Of the Component Parts of the Price of Commodities
3 min read
Core idea
In a primitive society where land is free and people own their own tools, the whole price of a commodity goes to the labour that produced it — Book I, Topic 5: Of the Real and Nominal Price of Commodities's labour-theory holds purely. But in any advanced commercial society, two new claimants appear: the owner of capital (who provides tools, materials, and wage advances) and the owner of land (who lets it for rent). The price of any commodity in such a society therefore resolves into three components: wages, profit, and rent.

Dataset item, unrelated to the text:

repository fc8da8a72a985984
pub mod logging;
pub mod metrics;

pub use logging::RequestLogging;
pub use metrics::MetricsMiddleware;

This is the central organising fact of Smith's economics — and of all "classical" economics for the next century. Marx, Ricardo, and Mill would all build their systems on this trinity.
Why it matters
The decomposition turns the question "what determines price?" into three sub-questions, each with its own economic logic:
- What determines wages? (Book I, Topic 8: Of the Wages of Labour)
- What determines profit? (Book I, Topic 9: Of the Profits of Stock)

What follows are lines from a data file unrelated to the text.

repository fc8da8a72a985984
//! # Noise Suppression Capability
//!
//! The suppressor is the only stateful piece of the cleaning pipeline. It takes
//! one 480-sample frame at 48 kHz and returns a cleaned frame plus a
//! voice-activity confidence, or a failure the orchestrator can branch on.
//!
//! ## Backends:
//! - **rnnoise**: RNNoise via the pure-Rust `nnnoiseless` port
//! - **passthrough**: Returns its input unchanged
//!
//! ## Thread Safety:
//! Suppressors are `Send` but take `&mut self`: frame order feeds the model's
//! internal adaptation, so one instance must only ever see one request at a
//! time. The host wraps a shared instance in a mutex.

use crate::audio::frame::Frame;
use crate::audio::{MODEL_FRAME_LEN, MODEL_SAMPLE_RATE};
use anyhow::{anyhow, Result};
use nnnoiseless::DenoiseState;
use thiserror::Error;

/// A successfully suppressed frame.
#[derive(Debug, Clone, PartialEq)]
pub struct SuppressedFrame {
    /// Voice-activity probability reported by the model (0.0 to 1.0)
    pub confidence: f32,
    pub frame: Frame,
}

/// Why a suppressor could not clean one frame.
#[derive(Error, Debug, Clone, PartialEq)]
pub enum SuppressionError {
    #[error("expected {expected} samples at {expected_rate} Hz, got {actual} at {actual_rate} Hz")]
    InvalidInput {
        expected: usize,
        expected_rate: u32,
        actual: usize,
        actual_rate: u32,
    },

    #[error("model produced non-finite output")]
    NonFinite,

    #[error("{0}")]
    Backend(String),
}

/// Pluggable noise suppression backend.
pub trait NoiseSuppressor: Send {
    /// Short backend name for logs and health reports.
    fn name(&self) -> &str;

    /// Clean one 480-sample frame at 48 kHz.
    fn denoise(&mut self, frame: &Frame) -> Result<SuppressedFrame, SuppressionError>;
}

impl<S: NoiseSuppressor + ?Sized> NoiseSuppressor for Box<S> {
    fn name(&self) -> &str {
        (**self).name()
    }

    fn denoise(&mut self, frame: &Frame) -> Result<SuppressedFrame, SuppressionError> {
        (**self).denoise(frame)
    }
}

fn check_model_frame(frame: &Frame) -> Result<(), SuppressionError> {
    if frame.len() != MODEL_FRAME_LEN || frame.sample_rate() != MODEL_SAMPLE_RATE {
        return Err(SuppressionError::InvalidInput {
            expected: MODEL_FRAME_LEN,
            expected_rate: MODEL_SAMPLE_RATE,
            actual: frame.len(),
            actual_rate: frame.sample_rate(),
        });
    }
    Ok(())
}

/// RNNoise-based suppressor.
///
/// RNNoise expects samples in the i16 range, so frames are scaled up by 32768
/// on the way in and back down on the way out.
pub struct RnnoiseSuppressor {
    state: Box<DenoiseState<'static>>,
    input: Vec<f32>,
    output: Vec<f32>,
}

impl RnnoiseSuppressor {
    pub fn new() -> Self {
        Self {
            state: DenoiseState::new(),
            input: vec![0.0; DenoiseState::FRAME_SIZE],
            output: vec![0.0; DenoiseState::FRAME_SIZE],
        }
    }
}

impl Default for RnnoiseSuppressor {
    fn default() -> Self {
        Self::new()
    }
}

impl NoiseSuppressor for RnnoiseSuppressor {
    fn name(&self) -> &str {
        "rnnoise"
    }

    fn denoise(&mut self, frame: &Frame) -> Result<SuppressedFrame, SuppressionError> {
        check_model_frame(frame)?;

        for (dst, &src) in self.input.iter_mut().zip(frame.samples()) {
            *dst = src * 32768.0;
        }

        let confidence = self.state.process_frame(&mut self.output, &self.input);

        if !confidence.is_finite() || self.output.iter().any(|s| !s.is_finite()) {
            return Err(SuppressionError::NonFinite);
        }

        let samples = self.output.iter().map(|&s| s / 32768.0).collect();

        Ok(SuppressedFrame {
            confidence,
            frame: Frame::new(MODEL_SAMPLE_RATE, samples),
        })
    }
}

/// Identity suppressor: every frame comes back untouched.
#[derive(Debug, Default, Clone, Copy)]
pub struct PassthroughSuppressor;

impl NoiseSuppressor for PassthroughSuppressor {
    fn name(&self) -> &str {
        "passthrough"
    }

    fn denoise(&mut self, frame: &Frame) -> Result<SuppressedFrame, SuppressionError> {
        check_model_frame(frame)?;
        Ok(SuppressedFrame {
            confidence: 1.0,
            frame: frame.clone(),
        })
    }
}

/// Which suppressor backend to construct.
#[derive(Debug, Clone, Copy, PartialEq, Eq)]
pub enum SuppressorKind {
    Rnnoise,
    Passthrough,
}

impl std::str::FromStr for SuppressorKind {
    type Err = anyhow::Error;

    fn from_str(s: &str) -> Result<Self> {
        match s.to_lowercase().as_str() {
            "rnnoise" => Ok(SuppressorKind::Rnnoise),
            "passthrough" | "identity" => Ok(SuppressorKind::Passthrough),
            _ => Err(anyhow!("Unknown suppression backend: {}", s)),
        }
    }
}

impl std::fmt::Display for SuppressorKind {
    fn fmt(&self, f: &mut std::fmt::Formatter<'_>) -> std::fmt::Result {
        let name = match self {
            SuppressorKind::Rnnoise => "rnnoise",
            SuppressorKind::Passthrough => "passthrough",
        };
        write!(f, "{}", name)
    }
}

/// Build a boxed suppressor from its configured backend name.
pub fn build_suppressor(backend: &str) -> Result<Box<dyn NoiseSuppressor>> {
    let kind: SuppressorKind = backend.parse()?;
    let suppressor: Box<dyn NoiseSuppressor> = match kind {
        SuppressorKind::Rnnoise => Box::new(RnnoiseSuppressor::new()),
        SuppressorKind::Passthrough => Box::new(PassthroughSuppressor),
    };
    tracing::info!(backend = %kind, "Noise suppressor initialized");
    Ok(suppressor)
}

#[cfg(test)]
mod tests {
    use super::*;

    fn model_frame(value: f32) -> Frame {
        Frame::new(MODEL_SAMPLE_RATE, vec![value; MODEL_FRAME_LEN])
    }

    #[test]
    fn test_backend_parsing() {
        assert_eq!("rnnoise".parse::<SuppressorKind>().unwrap(), SuppressorKind::Rnnoise);
        assert_eq!("PassThrough".parse::<SuppressorKind>().unwrap(), SuppressorKind::Passthrough);
        assert!("deepfilter".parse::<SuppressorKind>().is_err());
        assert!(build_suppressor("nope").is_err());
    }

    #[test]
    fn test_passthrough_returns_input() {
        let mut suppressor = PassthroughSuppressor;
        let frame = model_frame(0.25);
        let result = suppressor.denoise(&frame).unwrap();
        assert_eq!(result.frame, frame);
    }

    #[test]
    fn test_rnnoise_keeps_frame_shape() {
        let mut suppressor = RnnoiseSuppressor::new();
        for _ in 0..3 {
            let result = suppressor.denoise(&model_frame(0.0)).unwrap();
            assert_eq!(result.frame.len(), MODEL_FRAME_LEN);
            assert_eq!(result.frame.sample_rate(), MODEL_SAMPLE_RATE);
            assert!((0.0..=1.0).contains(&result.confidence));
        }
    }

    #[test]
    fn test_wrong_shape_is_an_error_not_a_panic() {
        let mut suppressor = RnnoiseSuppressor::new();
        let short = Frame::new(MODEL_SAMPLE_RATE, vec![0.0; 80]);
        assert!(matches!(
            suppressor.denoise(&short),
            Err(SuppressionError::InvalidInput { actual: 80, .. })
        ));

        let mut boxed: Box<dyn NoiseSuppressor> = Box::new(PassthroughSuppressor);
        let wrong_rate = Frame::new(8000, vec![0.0; MODEL_FRAME_LEN]);
        assert!(boxed.denoise(&wrong_rate).is_err());
        assert_eq!(boxed.name(), "passthrough");
    }
}
//! # Cleaning Pipeline
//!
//! One call from μ-law in to μ-law out:
//!
//! ```text
//! decode → normalize → segment(80) → orchestrate → denormalize → encode
//! ```
//!
//! The pipeline owns the suppressor handed to it at construction. It adds no
//! failure modes of its own: errors only come from the stages it composes.

use crate::audio::codec;
use crate::audio::denoise::{DenoiseOutput, FrameOrchestrator};
use crate::audio::error::PipelineError;
use crate::audio::frame;
use crate::audio::processor::{float_to_pcm, pcm_to_float};
use crate::audio::suppressor::NoiseSuppressor;
use crate::audio::{TELEPHONY_FRAME_LEN, TELEPHONY_SAMPLE_RATE};
use serde::Serialize;
use std::time::Instant;
use tracing::{debug, warn};

/// Summary of one `clean` call.
#[derive(Debug, Clone, PartialEq, Serialize)]
pub struct CleanReport {
    /// Samples (bytes) received
    pub input_samples: usize,
    /// Samples (bytes) returned; the padded input length
    pub output_samples: usize,
    pub frames: usize,
    /// Frames that fell back to pass-through
    pub fallback_frames: usize,
    /// Mean suppressor confidence over cleaned frames
    pub mean_confidence: Option<f32>,
    /// Reserved; never derived from confidence, always false
    pub noise_detected: bool,
    pub processing_time_ms: u64,
}

/// μ-law in, cleaned μ-law out.
pub struct CleaningPipeline<S: NoiseSuppressor> {
    orchestrator: FrameOrchestrator,
    suppressor: S,
}

impl<S: NoiseSuppressor> CleaningPipeline<S> {
    pub fn new(suppressor: S) -> Self {
        Self {
            orchestrator: FrameOrchestrator::default(),
            suppressor,
        }
    }

    pub fn suppressor_name(&self) -> &str {
        self.suppressor.name()
    }

    /// Clean one burst of telephony audio.
    ///
    /// The output has `ceil(len / 80) * 80` bytes; the zero padding added to
    /// the last frame is cleaned and returned along with everything else.
    pub fn clean(&mut self, encoded: &[u8]) -> Result<(Vec<u8>, CleanReport), PipelineError> {
        let start_time = Instant::now();

        let linear = codec::decode(encoded);
        let normalized = pcm_to_float(&linear);

        let frames = frame::segment(&normalized, TELEPHONY_FRAME_LEN, TELEPHONY_SAMPLE_RATE)?;
        let padded = frame::concat(frames);

        let output: DenoiseOutput = self.orchestrator.process(&mut self.suppressor, &padded)?;

        let cleaned = codec::encode(&float_to_pcm(&output.samples));
        debug_assert_eq!(cleaned.len(), frame::padded_len(encoded.len(), TELEPHONY_FRAME_LEN));

        let report = CleanReport {
            input_samples: encoded.len(),
            output_samples: cleaned.len(),
            frames: output.frame_count(),
            fallback_frames: output.fallback_count(),
            mean_confidence: output.mean_confidence(),
            noise_detected: false,
            processing_time_ms: start_time.elapsed().as_millis() as u64,
        };

        if report.fallback_frames > 0 {
            warn!(
                suppressor = self.suppressor.name(),
                frames = report.frames,
                fallback_frames = report.fallback_frames,
                "Some frames passed through without suppression"
            );
        }

        debug!(
            input_samples = report.input_samples,
            output_samples = report.output_samples,
            frames = report.frames,
            processing_time_ms = report.processing_time_ms,
            "Audio cleaned"
        );

        Ok((cleaned, report))
    }
}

- What determines rent? (Book I, Topic 11: Of the Rent of Land)
It also reveals the distributive structure of society. Every output is split among three classes:
- Labourers (who own only their work-capacity) receive wages.
- Capitalists (who own accumulated stock) receive profit.
- Landlords (who own the land) receive rent.
A nation's income is therefore equal to the sum of wages, profit, and rent. This is also a foundational identity in modern national-income accounting.
The early-and-rude-state benchmark
Smith opens the topic with a thought experiment. In an early hunting society where deer cost twice the labour of beaver, deer will trade for two beavers. There is no capitalist, no landlord — the hunter who killed the deer owns the whole product, and price tracks labour exactly. This benchmark lets him isolate what changes when land becomes owned and stock becomes accumulated.
How rent and profit enter
Once land is appropriated, the landowner demands a share for use of land — that is rent. Once stock (tools, raw materials, wage advances) is accumulated, the owner who employs labourers expects a return on that stock — that is profit. Profit is not a wage of the master's own labour ("the wages of inspection and direction"); Smith insists it is a separate income, proportioned to the capital employed, not to the work done.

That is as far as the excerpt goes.